The two biggest social media growth stories continue to evolve in 2013 similar to how they did in 2012. Facebook (NASDAQ:FB) is still searching for the right way to monetize users while LinkedIn (NASDAQ:LNKD) continues to improve monetization while searching for more ways to integrate LinkedIn itself into the daily life of its users.
Graphing the Growth of Mobile
Ultimately Facebook has evolved into an advertising platform with ad revenue making up 84% of the total in the quarter. Mobile advertising now represents 23% of the total ad revenue, which is rising rapidly; up from 14% from the previous quarter. This trend also correlates nicely with the company's recent acknowledgment that people spend more time per month using Facebook on mobile devices - 8.5 hours vs. 6+ hours - than on PCs; effectively proving that it has begun cracking the mobile ad revenue nut. Something that Google (NASDAQ:GOOG) and others have struggled to do yet. However, innovation costs and expenses for the quarter went up by 82% killing short-term profitability. But, again, in growth stock stories, top line revenue and efficacy of new products far outweigh bottom line numbers.
The mobile monthly active users reached 680 million by the end of the year, a 57% increase year-over-year. Out of the total of 1.06 billion users on Facebook, itself a 25% increase over 2011, mobile users now represent 64.15% of the total users. The switch to mobile revenue sources is critical to Facebook's future.
For the fourth quarter, the social network suggested that it would see a fall in average revenue per user as it expands into the developing markets of Asia.

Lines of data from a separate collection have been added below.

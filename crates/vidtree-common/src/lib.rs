//! vidtree-common: shared error type and path utilities.
//!
//! - **Error Handling**: the [`Error`] enum used by the scanner and the
//!   playlist writer, plus a [`Result`] alias
//! - **Path Utilities**: video-extension detection, folder display names and
//!   playlist file naming
//!
//! # Examples
//!
//! ```
//! use vidtree_common::paths::{is_video_file, with_playlist_extension};
//! use std::path::Path;
//!
//! assert!(is_video_file(Path::new("movie.MKV")));
//! assert_eq!(with_playlist_extension("Playlist"), "Playlist.xspf");
//! ```

pub mod error;
pub mod paths;

pub use error::{Error, Result};
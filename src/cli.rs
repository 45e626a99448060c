use clap::Parser;
use std::path::PathBuf;

#[derive(Parser)]
#[command(name = "vidtree")]
#[command(
    author,
    version,
    about = "Create an XSPF playlist that mirrors a folder tree of videos"
)]
pub struct Cli {
    /// Folder to scan (asked for interactively when omitted)
    pub folder: Option<PathBuf>,

    /// Playlist file name; ".xspf" is appended when missing
    #[arg(short, long)]
    pub output: Option<String>,

    /// Playlist title
    #[arg(long)]
    pub title: Option<String>,

    /// Path to config file
    #[arg(short, long)]
    pub config: Option<PathBuf>,

    /// Enable verbose logging
    #[arg(short, long)]
    pub verbose: bool,

    /// Exit without waiting for Enter
    #[arg(long)]
    pub no_pause: bool,

    /// Check that ffprobe can be found and exit
    #[arg(long)]
    pub check_tools: bool,
}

However, revenue per user has not fallen yet as Facebook reported a 6% increase in revenues per user to $5.32. Following the announcement, its shares declined 5.5% to close at $28.11. This would be the company's second-biggest fall after the disastrous IPO last year as it still struggles to justify its $60+ billion market cap.

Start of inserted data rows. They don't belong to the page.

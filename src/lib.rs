//! vidtree - XSPF playlists that keep a video library's folder tree
//!
//! This library crate exposes the scanner, playlist builder and configuration
//! for the `vidtree` binary and for integration testing.

pub mod config;
pub mod playlist;
pub mod scanner;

In Q4 of 2012, Facebook reported a net income of $64 million ($0.03/share) compared to $302 million ($0.14/share) in the same period last year. More importantly for a growth story like Facebook's, top line revenue rose by 40% to reach $1.585 billion.
Creating a Social News Network
On the other hand, as I have repeatedly stressed, LinkedIn has almost none of these issues with users; having built its social network on a person's professional rather than personal resume. As such, it continues to outperform the lofty estimates of analysts. This last quarter it posted an 81% increase in revenues to $303.6 million, which translated into a net income, excluding one-off items, of $40.2 million or $0.35 per share. This was considerably more than analysts' estimates of $0.19 per share. Between a premium subscription model and its target audience that fundamentally sees it as a business development tool, LinkedIn can weave new services into its framework with a lot less push back from users.
It recently launched its "Job Board" tool in November. The majority of LinkedIn users are based outside the U.S. and the company is looking to target markets in Hong Kong and Brazil. International sales for LinkedIn doubled to $114.6 million - now 37.7% of the total revenues.
However, LinkedIn has seen a slowdown in its user growth along with a decrease in total page views. To counter this LinkedIn has added social media features that encourage visitors to spend more time on the site. I'm not sure these will ultimately generate much more traction but LinkedIn is becoming a much better information and news aggregator for people than it had been in the past. LinkenIn Today is a very powerful news and information service that pushes content posted on LinkedIn out to users that coincide with their profile and user habits. Marrying LinkedIn Today with personal blogs written by successful business personalities creates a measure of stickiness that had been absent in the past.
The Global X Social Media Index ETF (NASDAQ:SOCL), which focuses on some of the leading social media firms primarily from the U.S, China and Japan, has lagged these two media heavyweights in the past 6 months. Both Facebook and LinkedIn are two of the biggest holdings in SOCL. Facebook has so much important money behind it that its every move is dissected and considered in grave detail. LinkedIn, on the other hand, simply continues to build value and add services, executing on its business model to replace most of the functions of human resources. LinkedIn still has no real competition in its niche and has a far smoother path to continued growth.
Disclosure: I have no positions in any stocks mentioned, and no plans to initiate any positions within the next 72 hours. I wrote this article myself, and it expresses my own opinions. I am not receiving compensation for it (other than from Seeking Alpha). I have no business relationship with any company whose stock is mentioned in this article.